──────── Records for the task ────────
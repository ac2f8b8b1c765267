//! Error types.
//!
//! Only precondition violations and fatal consistency breaches are errors.
//! A round that simply finds no room for its lessons is reported as data
//! (see [`RoundFailure`](crate::solver::RoundFailure)), not through these types.

use std::fmt;

use serde::{Deserialize, Serialize};
use thiserror::Error;

use crate::models::TimeSlot;

/// Invalid composition of atomic slots.
#[derive(Debug, Clone, PartialEq, Eq, Error)]
pub enum SlotError {
    /// Composing requires at least one atomic slot.
    #[error("cannot compose an empty run of slots")]
    Empty,
    /// Adjacent slots are not consecutive periods on one day.
    #[error("slots {previous} and {next} are not consecutive periods on one day")]
    NotConsecutive {
        /// The slot before the gap.
        previous: TimeSlot,
        /// The slot after the gap.
        next: TimeSlot,
    },
    /// A run does not have the requested number of slots.
    #[error("expected a run of {expected} slots, got {actual}")]
    LengthMismatch {
        /// Requested length.
        expected: usize,
        /// Length received.
        actual: usize,
    },
}

/// Rejected batch assignment on a reservation.
#[derive(Debug, Clone, PartialEq, Eq, Error)]
pub enum ReservationError {
    /// The slot is already assigned or lies outside the weekly grid.
    #[error("slot {0} is not free")]
    NotFree(TimeSlot),
}

/// Which reservation category rejected a commit.
#[derive(Debug, Clone, Copy, PartialEq, Eq, Hash, Serialize, Deserialize)]
pub enum ResourceKind {
    /// A subject's own reservation.
    Subject,
    /// A teacher.
    Teacher,
    /// A room.
    Room,
}

impl fmt::Display for ResourceKind {
    fn fmt(&self, f: &mut fmt::Formatter<'_>) -> fmt::Result {
        let name = match self {
            ResourceKind::Subject => "subject",
            ResourceKind::Teacher => "teacher",
            ResourceKind::Room => "room",
        };
        f.write_str(name)
    }
}

/// Fatal internal-consistency violation.
///
/// Raised when a collaborator breaks its contract: candidate selection
/// proposes a resource that cannot accept the assignment, or the slot
/// pool hands out a run that is not contiguous. The solver stops on the
/// first such error instead of treating it as another failed round.
#[derive(Debug, Clone, PartialEq, Eq, Error)]
pub enum SolveError {
    /// Selection proposed an id its own catalog does not know.
    #[error("{kind} '{id}' proposed by selection does not exist")]
    UnknownResource {
        /// Catalog that was asked.
        kind: ResourceKind,
        /// The proposed id.
        id: String,
    },
    /// A resource refused slots that selection reported as free.
    #[error("{kind} '{id}' rejected an assignment selection deemed free: {source}")]
    AssignmentRejected {
        /// Rejecting category.
        kind: ResourceKind,
        /// Rejecting resource id.
        id: String,
        /// Underlying reservation error.
        source: ReservationError,
    },
    /// The slot pool returned a run that cannot be composed.
    #[error("slot pool returned a broken run: {0}")]
    BrokenRun(#[from] SlotError),
}

/// Result alias for fatal solver errors.
pub type Result<T> = std::result::Result<T, SolveError>;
────────
* Problem *
Across the listing, count every line with "pool" in it and give the number only.

* Answer to the problem *
3